**EXERCISE GOAL:**
Word for word, restate every record.

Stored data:

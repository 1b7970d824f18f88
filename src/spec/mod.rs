pub(crate) mod build;
pub(crate) mod paths;

pub use build::{SpecOptions, SpecType};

**ANSWER SPACE:**
repository 1b7970d824f18f88
filename src/spec/mod.rs
pub(crate) mod build;
pub(crate) mod paths;

pub use build::{SpecOptions, SpecType};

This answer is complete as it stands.